[Dataset entries]
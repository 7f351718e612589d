//! Schema definitions, applied idempotently at startup.

use sea_orm::{ConnectionTrait, DatabaseConnection, DbErr};
use tracing::info;

pub const CREATE_USERS_TABLE: &str = r#"
CREATE TABLE IF NOT EXISTS users (
    id TEXT PRIMARY KEY,
    username TEXT UNIQUE NOT NULL,
    password_hash TEXT NOT NULL,
    role TEXT NOT NULL,
    full_name TEXT NOT NULL,
    email TEXT NOT NULL,
    is_enabled BOOLEAN NOT NULL DEFAULT TRUE,
    permitted_station_ids JSONB NOT NULL DEFAULT '[]'::jsonb,
    created_at TIMESTAMPTZ NOT NULL
)
"#;

pub const CREATE_STATIONS_TABLE: &str = r#"
CREATE TABLE IF NOT EXISTS stations (
    id TEXT PRIMARY KEY,
    name TEXT NOT NULL,
    station_type TEXT NOT NULL,
    latitude DOUBLE PRECISION NOT NULL,
    longitude DOUBLE PRECISION NOT NULL,
    address TEXT NOT NULL,
    status TEXT NOT NULL,
    last_data_time TIMESTAMPTZ,
    sim_card_id TEXT,
    image_url TEXT,
    description TEXT NOT NULL
)
"#;

pub const CREATE_SENSOR_READINGS_TABLE: &str = r#"
CREATE TABLE IF NOT EXISTS sensor_readings (
    id TEXT PRIMARY KEY,
    station_id TEXT NOT NULL REFERENCES stations(id) ON DELETE CASCADE,
    timestamp TIMESTAMPTZ NOT NULL,
    air_temperature DOUBLE PRECISION,
    relative_humidity DOUBLE PRECISION,
    light_intensity DOUBLE PRECISION,
    wind_direction DOUBLE PRECISION,
    wind_speed DOUBLE PRECISION,
    rainfall DOUBLE PRECISION,
    atmospheric_pressure DOUBLE PRECISION,
    vpd DOUBLE PRECISION,
    soil_moisture1 DOUBLE PRECISION,
    soil_moisture2 DOUBLE PRECISION
)
"#;

pub const CREATE_READINGS_STATION_TIME_INDEX: &str = r#"
CREATE INDEX IF NOT EXISTS idx_sensor_readings_station_time
    ON sensor_readings(station_id, timestamp DESC)
"#;

pub const CREATE_STATION_IMAGES_TABLE: &str = r#"
CREATE TABLE IF NOT EXISTS station_images (
    id TEXT PRIMARY KEY,
    station_id TEXT NOT NULL REFERENCES stations(id) ON DELETE CASCADE,
    image_url TEXT NOT NULL,
    timestamp TIMESTAMPTZ NOT NULL
)
"#;

pub const CREATE_PLOT_ACTIVITIES_TABLE: &str = r#"
CREATE TABLE IF NOT EXISTS plot_activities (
    id TEXT PRIMARY KEY,
    station_id TEXT NOT NULL REFERENCES stations(id) ON DELETE CASCADE,
    date DATE NOT NULL,
    activity_type TEXT NOT NULL,
    description TEXT NOT NULL,
    created_by TEXT NOT NULL REFERENCES users(id),
    created_by_name TEXT NOT NULL,
    images JSONB NOT NULL DEFAULT '[]'::jsonb,
    created_at TIMESTAMPTZ NOT NULL
)
"#;

pub const CREATE_ACTIVITIES_STATION_INDEX: &str = r#"
CREATE INDEX IF NOT EXISTS idx_plot_activities_station
    ON plot_activities(station_id, date DESC)
"#;

pub const CREATE_SIM_CARDS_TABLE: &str = r#"
CREATE TABLE IF NOT EXISTS sim_cards (
    id TEXT PRIMARY KEY,
    sim_number TEXT NOT NULL,
    provider TEXT NOT NULL,
    associated_station TEXT REFERENCES stations(id) ON DELETE SET NULL,
    status TEXT NOT NULL,
    last_communication TIMESTAMPTZ
)
"#;

pub const CREATE_SIM_PAYMENTS_TABLE: &str = r#"
CREATE TABLE IF NOT EXISTS sim_payments (
    id TEXT PRIMARY KEY,
    station_id TEXT NOT NULL REFERENCES stations(id) ON DELETE CASCADE,
    station_name TEXT,
    sim_number TEXT NOT NULL,
    provider TEXT NOT NULL,
    amount DOUBLE PRECISION NOT NULL,
    due_date DATE NOT NULL,
    status TEXT NOT NULL,
    paid_date DATE,
    notes TEXT
)
"#;

pub const CREATE_WEATHER_FORECASTS_TABLE: &str = r#"
CREATE TABLE IF NOT EXISTS weather_forecasts (
    id TEXT PRIMARY KEY,
    station_id TEXT NOT NULL REFERENCES stations(id) ON DELETE CASCADE,
    forecast_date DATE NOT NULL,
    temperature DOUBLE PRECISION NOT NULL,
    rain_probability DOUBLE PRECISION NOT NULL,
    rainfall DOUBLE PRECISION NOT NULL,
    description TEXT NOT NULL
)
"#;

/// All schema statements, in dependency order.
pub const SCHEMA_STATEMENTS: &[&str] = &[
    CREATE_USERS_TABLE,
    CREATE_STATIONS_TABLE,
    CREATE_SENSOR_READINGS_TABLE,
    CREATE_READINGS_STATION_TIME_INDEX,
    CREATE_STATION_IMAGES_TABLE,
    CREATE_PLOT_ACTIVITIES_TABLE,
    CREATE_ACTIVITIES_STATION_INDEX,
    CREATE_SIM_CARDS_TABLE,
    CREATE_SIM_PAYMENTS_TABLE,
    CREATE_WEATHER_FORECASTS_TABLE,
];

pub async fn init_schema(db: &DatabaseConnection) -> Result<(), DbErr> {
    for statement in SCHEMA_STATEMENTS {
        db.execute_unprepared(statement).await?;
    }
    info!("database schema initialized");
    Ok(())
}

#[cfg(test)]
mod tests {
    use super::*;

    #[test]
    fn statements_are_idempotent() {
        for statement in SCHEMA_STATEMENTS {
            assert!(
                statement.contains("IF NOT EXISTS"),
                "statement must be re-runnable: {statement}"
            );
        }
    }

    #[test]
    fn tables_precede_their_indexes() {
        let readings = SCHEMA_STATEMENTS
            .iter()
            .position(|s| s.contains("CREATE TABLE IF NOT EXISTS sensor_readings"))
            .unwrap();
        let index = SCHEMA_STATEMENTS
            .iter()
            .position(|s| s.contains("idx_sensor_readings_station_time"))
            .unwrap();
        assert!(readings < index);
    }
}
//! Input validation: requests rejected before any database work.

use axum::{
    body::Body,
    http::{Request, StatusCode, header},
};
use tower::ServiceExt;

use wimarc::db::enums::UserRole;

mod common;

fn admin_request(token: &str, method: &str, uri: &str, body: Body) -> Request<Body> {
    Request::builder()
        .method(method)
        .uri(uri)
        .header(header::AUTHORIZATION, format!("Bearer {token}"))
        .header(header::CONTENT_TYPE, "application/json")
        .body(body)
        .unwrap()
}

#[tokio::test]
async fn unsupported_time_range_is_rejected() {
    let (app, config) = common::create_test_app(common::mock_db());
    let token = common::create_test_jwt("user-1", "admin", UserRole::Admin, &config.jwt_secret);

    let response = app
        .oneshot(admin_request(
            &token,
            "GET",
            "/api/stations/weather-1/readings?days=14",
            Body::empty(),
        ))
        .await
        .unwrap();

    assert_eq!(response.status(), StatusCode::BAD_REQUEST);
}

#[tokio::test]
async fn zero_limit_is_rejected() {
    let (app, config) = common::create_test_app(common::mock_db());
    let token = common::create_test_jwt("user-1", "admin", UserRole::Admin, &config.jwt_secret);

    let response = app
        .oneshot(admin_request(
            &token,
            "GET",
            "/api/stations/weather-1/readings?days=7&limit=0",
            Body::empty(),
        ))
        .await
        .unwrap();

    assert_eq!(response.status(), StatusCode::BAD_REQUEST);
}

#[tokio::test]
async fn unknown_sensor_column_is_rejected() {
    let (app, config) = common::create_test_app(common::mock_db());
    let token = common::create_test_jwt("user-1", "admin", UserRole::Admin, &config.jwt_secret);

    let response = app
        .oneshot(admin_request(
            &token,
            "GET",
            "/api/export/stations/weather-1/readings.csv?days=7&sensors=bogusField",
            Body::empty(),
        ))
        .await
        .unwrap();

    assert_eq!(response.status(), StatusCode::BAD_REQUEST);
}

#[tokio::test]
async fn login_requires_username_and_password() {
    let (app, _config) = common::create_test_app(common::mock_db());

    let response = app
        .oneshot(
            Request::builder()
                .method("POST")
                .uri("/api/auth/login")
                .header(header::CONTENT_TYPE, "application/json")
                .body(Body::from(r#"{"username":"","password":""}"#))
                .unwrap(),
        )
        .await
        .unwrap();

    assert_eq!(response.status(), StatusCode::BAD_REQUEST);
}

#[tokio::test]
async fn activity_with_four_images_is_rejected() {
    let (app, config) = common::create_test_app(common::mock_db());
    let token = common::create_test_jwt("user-1", "admin", UserRole::Admin, &config.jwt_secret);

    let payload = serde_json::json!({
        "stationId": "weather-1",
        "date": "2026-08-01",
        "activityType": "Fertilizing",
        "description": "north rows",
        "images": ["/1.jpg", "/2.jpg", "/3.jpg", "/4.jpg"],
    });

    let response = app
        .oneshot(admin_request(
            &token,
            "POST",
            "/api/activities",
            Body::from(payload.to_string()),
        ))
        .await
        .unwrap();

    assert_eq!(response.status(), StatusCode::BAD_REQUEST);
}

#[tokio::test]
async fn short_password_on_user_create_is_rejected() {
    let (app, config) = common::create_test_app(common::mock_db());
    let token = common::create_test_jwt("user-1", "admin", UserRole::Admin, &config.jwt_secret);

    let payload = serde_json::json!({
        "username": "newuser",
        "password": "short",
        "role": "user",
        "name": "New User",
        "email": "new@example.com",
    });

    let response = app
        .oneshot(admin_request(
            &token,
            "POST",
            "/api/users",
            Body::from(payload.to_string()),
        ))
        .await
        .unwrap();

    assert_eq!(response.status(), StatusCode::BAD_REQUEST);
}
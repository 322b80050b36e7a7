pub mod ticket;

pub use ticket::{DeliveryState, PlateNumber, Ticket, TicketStatus, VehicleCategory};
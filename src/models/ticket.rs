use std::fmt;

use base64::engine::general_purpose::URL_SAFE_NO_PAD;
use base64::Engine;
use chrono::{DateTime, Utc};
use rand::RngCore;
use serde::{Deserialize, Serialize};
use uuid::Uuid;

use crate::billing::Fee;
use crate::utils::error::AppError;

#[derive(Debug, Clone, Copy, PartialEq, Eq, PartialOrd, Ord, Hash, Serialize, Deserialize)]
#[serde(rename_all = "SCREAMING_SNAKE_CASE")]
pub enum VehicleCategory {
    Car,
    Motorcycle,
    Bicycle,
}

impl VehicleCategory {
    pub const ALL: [VehicleCategory; 3] = [
        VehicleCategory::Car,
        VehicleCategory::Motorcycle,
        VehicleCategory::Bicycle,
    ];
}

#[derive(Debug, Clone, Copy, PartialEq, Eq, Serialize, Deserialize)]
#[serde(rename_all = "SCREAMING_SNAKE_CASE")]
pub enum TicketStatus {
    Active,
    Completed,
    Cancelled,
}

/// Delivery resolution of the physical/digital ticket hand-off. Starts at
/// `Pending` and moves exactly once to one of the two terminal states.
#[derive(Debug, Clone, Copy, PartialEq, Eq, Serialize, Deserialize)]
#[serde(rename_all = "SCREAMING_SNAKE_CASE")]
pub enum DeliveryState {
    Pending,
    ConfirmedDigital,
    Printed,
}

impl DeliveryState {
    pub const fn as_u8(self) -> u8 {
        match self {
            DeliveryState::Pending => 0,
            DeliveryState::ConfirmedDigital => 1,
            DeliveryState::Printed => 2,
        }
    }

    pub const fn from_u8(value: u8) -> DeliveryState {
        match value {
            1 => DeliveryState::ConfirmedDigital,
            2 => DeliveryState::Printed,
            _ => DeliveryState::Pending,
        }
    }

    pub const fn is_terminal(self) -> bool {
        !matches!(self, DeliveryState::Pending)
    }
}

/// License plate, normalized to uppercase. Only constructed through
/// `parse`, so a value of this type is always well formed.
#[derive(Debug, Clone, PartialEq, Eq, Hash, Serialize)]
#[serde(transparent)]
pub struct PlateNumber(String);

impl PlateNumber {
    pub fn parse(raw: &str) -> Result<Self, AppError> {
        let normalized = raw.trim().to_uppercase();

        let valid_chars = normalized
            .chars()
            .all(|c| c.is_ascii_uppercase() || c.is_ascii_digit() || c == '-');

        if !valid_chars || !(3..=10).contains(&normalized.len()) {
            return Err(AppError::InvalidPlate(raw.trim().to_string()));
        }

        Ok(Self(normalized))
    }

    pub fn as_str(&self) -> &str {
        &self.0
    }
}

impl fmt::Display for PlateNumber {
    fn fmt(&self, f: &mut fmt::Formatter<'_>) -> fmt::Result {
        f.write_str(&self.0)
    }
}

/// Point-in-time snapshot of a parking session, shaped for the JSON API.
#[derive(Debug, Clone, Serialize)]
#[serde(rename_all = "camelCase")]
pub struct Ticket {
    pub id: Uuid,
    pub qr_token: String,
    pub plate_number: PlateNumber,
    pub vehicle_type: VehicleCategory,
    pub entry_timestamp: DateTime<Utc>,
    #[serde(skip_serializing_if = "Option::is_none")]
    pub exit_timestamp: Option<DateTime<Utc>>,
    #[serde(skip_serializing_if = "Option::is_none")]
    pub calculated_fee: Option<Fee>,
    pub status: TicketStatus,
    pub delivery_state: DeliveryState,
}

/// Opaque 256-bit token, URL-safe base64 without padding (43 chars).
/// The token is the only public handle to a ticket.
pub fn generate_qr_token() -> String {
    let mut bytes = [0u8; 32];
    rand::thread_rng().fill_bytes(&mut bytes);
    URL_SAFE_NO_PAD.encode(bytes)
}

#[cfg(test)]
mod tests {
    use super::*;

    #[test]
    fn test_plate_is_normalized() {
        let plate = PlateNumber::parse("  abc-123 ").unwrap();
        assert_eq!(plate.as_str(), "ABC-123");
    }

    #[test]
    fn test_plate_rejects_bad_input() {
        assert!(PlateNumber::parse("").is_err());
        assert!(PlateNumber::parse("ab").is_err());
        assert!(PlateNumber::parse("ABCDEFGHIJK").is_err());
        assert!(PlateNumber::parse("AB?123").is_err());
        assert!(PlateNumber::parse("ÑOÑO1").is_err());
    }

    #[test]
    fn test_plate_accepts_boundary_lengths() {
        assert!(PlateNumber::parse("AB1").is_ok());
        assert!(PlateNumber::parse("AB-1234567").is_ok());
    }

    #[test]
    fn test_qr_token_shape() {
        let token = generate_qr_token();
        assert_eq!(token.len(), 43);
        assert!(token
            .chars()
            .all(|c| c.is_ascii_alphanumeric() || c == '-' || c == '_'));
    }

    #[test]
    fn test_qr_tokens_are_unique() {
        let a = generate_qr_token();
        let b = generate_qr_token();
        assert_ne!(a, b);
    }

    #[test]
    fn test_delivery_state_u8_round_trip() {
        for state in [
            DeliveryState::Pending,
            DeliveryState::ConfirmedDigital,
            DeliveryState::Printed,
        ] {
            assert_eq!(DeliveryState::from_u8(state.as_u8()), state);
        }
        assert!(!DeliveryState::Pending.is_terminal());
        assert!(DeliveryState::Printed.is_terminal());
    }

    #[test]
    fn test_wire_names_are_screaming_snake() {
        let category = serde_json::to_value(VehicleCategory::Motorcycle).unwrap();
        assert_eq!(category, "MOTORCYCLE");

        let state = serde_json::to_value(DeliveryState::ConfirmedDigital).unwrap();
        assert_eq!(state, "CONFIRMED_DIGITAL");

        let status = serde_json::to_value(TicketStatus::Active).unwrap();
        assert_eq!(status, "ACTIVE");
    }
}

**Task brief**
If a line in the records above includes the string "PartialEq", copy it.

**Answer to this problem**
#[derive(Debug, Clone, Copy, PartialEq, Eq, PartialOrd, Ord, Hash, Serialize, Deserialize)]
#[derive(Debug, Clone, Copy, PartialEq, Eq, Serialize, Deserialize)]
#[derive(Debug, Clone, Copy, PartialEq, Eq, Serialize, Deserialize)]
#[derive(Debug, Clone, PartialEq, Eq, Hash, Serialize)]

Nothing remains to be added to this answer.